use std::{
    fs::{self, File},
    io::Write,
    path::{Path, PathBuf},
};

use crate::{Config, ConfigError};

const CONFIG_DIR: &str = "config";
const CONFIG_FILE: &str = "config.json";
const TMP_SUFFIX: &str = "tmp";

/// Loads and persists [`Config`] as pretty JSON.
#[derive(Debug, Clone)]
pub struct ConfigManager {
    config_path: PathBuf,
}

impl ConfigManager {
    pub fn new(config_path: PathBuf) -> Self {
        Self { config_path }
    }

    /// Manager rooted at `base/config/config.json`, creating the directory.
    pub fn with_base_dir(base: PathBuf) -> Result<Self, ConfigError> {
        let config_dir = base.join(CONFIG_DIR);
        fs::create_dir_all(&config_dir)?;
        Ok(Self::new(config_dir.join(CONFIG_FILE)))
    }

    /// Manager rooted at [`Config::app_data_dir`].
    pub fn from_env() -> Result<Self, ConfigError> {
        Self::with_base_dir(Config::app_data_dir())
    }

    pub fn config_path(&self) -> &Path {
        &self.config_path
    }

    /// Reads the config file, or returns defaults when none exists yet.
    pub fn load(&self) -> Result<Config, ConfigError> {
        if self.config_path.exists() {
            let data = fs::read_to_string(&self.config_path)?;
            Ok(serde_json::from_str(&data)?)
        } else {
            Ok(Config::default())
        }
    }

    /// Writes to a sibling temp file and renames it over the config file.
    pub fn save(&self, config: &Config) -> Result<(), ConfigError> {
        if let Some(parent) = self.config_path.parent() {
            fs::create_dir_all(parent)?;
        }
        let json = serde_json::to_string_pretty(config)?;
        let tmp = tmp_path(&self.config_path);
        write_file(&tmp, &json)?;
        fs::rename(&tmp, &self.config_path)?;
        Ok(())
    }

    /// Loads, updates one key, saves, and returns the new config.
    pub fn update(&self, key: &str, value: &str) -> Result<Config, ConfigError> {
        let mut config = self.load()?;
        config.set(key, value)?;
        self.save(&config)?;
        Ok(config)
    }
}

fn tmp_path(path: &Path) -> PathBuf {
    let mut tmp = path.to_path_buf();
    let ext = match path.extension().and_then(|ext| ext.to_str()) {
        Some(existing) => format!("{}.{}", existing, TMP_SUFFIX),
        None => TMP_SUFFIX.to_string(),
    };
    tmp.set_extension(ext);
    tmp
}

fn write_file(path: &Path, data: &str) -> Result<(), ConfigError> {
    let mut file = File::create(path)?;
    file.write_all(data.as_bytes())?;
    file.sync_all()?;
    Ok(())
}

● ● ● ●

YOUR OBJECTIVE: Every line containing the string "join" is required; copy each such line from the data.

RESPONSE AREA:
        let config_dir = base.join(CONFIG_DIR);
        Ok(Self::new(config_dir.join(CONFIG_FILE)))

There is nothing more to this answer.